Vergleich zwischen der FDA-Richtlinie 21 CFR Part 11 und der EU-Gesetzgebung

Dr. Stefan Hock und Till Jostes

CSC Ploenzke AG, Wiesbaden

Legal Regulations on the Electronic Signature Concerning the Submission of Drug Applications / FDA Guideline 21 CFR Part 11 compared to EU legislation

Regulatory authorities around the world require pharmaceutical companies to submit huge amounts of information to support the submission procedures, or the maintenance of such submissions, respectively. Up to this stage, pharmaceutical companies as well as the regulatory authorities have invested significantly in information technologies.
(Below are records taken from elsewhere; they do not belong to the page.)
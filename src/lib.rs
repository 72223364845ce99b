//! Reelay - Video Upload Processing and Progress Relay
//!
//! Hexagonal architecture:
//! - domain/: Pure logic (process ids, relay protocol, session store, artifacts)
//! - ports/: Trait definitions (media, storage, repository, notifier)
//! - adapters/: Concrete implementations (ffmpeg, B2, relay, HTTP)
//! - application/: Services (transcode pipeline, upload coordinator)
//! - config: Environment configuration
//!
//! Two binaries share this library: `api-server` (upload intake, progress
//! relay and browser WebSockets) and `media-server` (transcoding and
//! storage uploads).

pub mod adapters;
pub mod application;
pub mod config;
pub mod domain;
pub mod ports;

// Re-exports for convenience
pub use config::{ApiConfig, MediaConfig};
pub use domain::pid::{ProcessId, ProcessIdGenerator};
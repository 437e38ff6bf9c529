use serde::Deserialize;

use crate::errors::StoreError;
use crate::link::{Link, LinkResult};
use crate::services::Services;
use crate::status::StatusCode;
use crate::store::{ValueKind, value_len};

#[derive(Debug, Clone, Deserialize)]
#[serde(deny_unknown_fields)]
pub struct SkipChainIfEmptyOptions {
    #[serde(default = "default_name")]
    pub name: String,
    #[serde(default)]
    pub keys: Vec<String>,
    /// Skip when a key is absent (otherwise warn and continue)
    #[serde(default = "default_true")]
    pub skip_missing: bool,
    /// Skip when a value has zero length
    #[serde(default = "default_true")]
    pub skip_zero_len: bool,
    #[serde(default = "default_true")]
    pub check_at_initialize: bool,
    #[serde(default)]
    pub check_at_execute: bool,
}

fn default_name() -> String {
    "SkipChainIfEmpty".to_string()
}

fn default_true() -> bool {
    true
}

/// Skips the rest of the chain when any of its DataStore entries is missing
/// or empty.
#[derive(Debug, Clone)]
pub struct SkipChainIfEmpty {
    opts: SkipChainIfEmptyOptions,
}

impl SkipChainIfEmpty {
    pub fn new(opts: SkipChainIfEmptyOptions) -> Self {
        Self { opts }
    }

    pub fn with_keys(name: &str, keys: &[&str]) -> Self {
        Self::new(SkipChainIfEmptyOptions {
            name: name.to_string(),
            keys: keys.iter().map(|k| k.to_string()).collect(),
            skip_missing: true,
            skip_zero_len: true,
            check_at_initialize: true,
            check_at_execute: false,
        })
    }

    fn check(&self, services: &Services) -> LinkResult {
        let ds = &services.datastore;
        for key in &self.opts.keys {
            let Ok(value) = ds.get(key) else {
                if self.opts.skip_missing {
                    tracing::info!(
                        link = %self.opts.name,
                        key = %key,
                        "key not in DataStore, skipping chain"
                    );
                    return Ok(StatusCode::SkipChain);
                }
                tracing::warn!(
                    link = %self.opts.name,
                    key = %key,
                    "key not in DataStore, continuing"
                );
                continue;
            };

            if self.opts.skip_zero_len {
                match value_len(value) {
                    Some(0) => {
                        tracing::info!(
                            link = %self.opts.name,
                            key = %key,
                            "value has zero length, skipping chain"
                        );
                        return Ok(StatusCode::SkipChain);
                    }
                    Some(len) => {
                        tracing::debug!(
                            link = %self.opts.name,
                            key = %key,
                            len,
                            "value is not empty"
                        );
                    }
                    None => {
                        return Err(StoreError::Unsized {
                            key: key.clone(),
                            kind: ValueKind::of(value),
                        }
                        .into());
                    }
                }
            }
        }
        Ok(StatusCode::Success)
    }
}

impl Link for SkipChainIfEmpty {
    fn name(&self) -> &str {
        &self.opts.name
    }

    fn initialize(&mut self, services: &mut Services) -> LinkResult {
        if self.opts.check_at_initialize {
            return self.check(services);
        }
        Ok(StatusCode::Success)
    }

    fn execute(&mut self, services: &mut Services) -> LinkResult {
        if !self.opts.check_at_initialize || self.opts.check_at_execute {
            return self.check(services);
        }
        Ok(StatusCode::Success)
    }
}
In this process, the Internet is playing an increasingly important role. Electronic signatures are a decisive feature for a reliable and secure exchange of information via the Internet and must therefore comply legal requirements such as the Good Manufacturing Practices (GMP) or the law 21 CFR Part 11.
Basically, according to 21 CFR Part 11 one must distinguish between closed and open systems, a distinction, which is not reflected in the EU legislation. This impacts the imposed control requirements and procedures in various different ways. In the course of the European legislation, the European Union as well as the member states have by now passed various laws and regulations. However, unlike 21 CFR Part 11, most of these laws do not relate directly to the pharmaceutical industry, but to general requirements of electronic business transactions.
To sum up the above, it can be said that there are different legal approaches between the USA and the EU as well as between the individual member states. It would therefore be advisable to analyse the business processes under the aspect of what is „formally required“ of the signature, to plan the technical implementation on the basis of the legal framework, and not to consider the concrete requirements until the actual implementation.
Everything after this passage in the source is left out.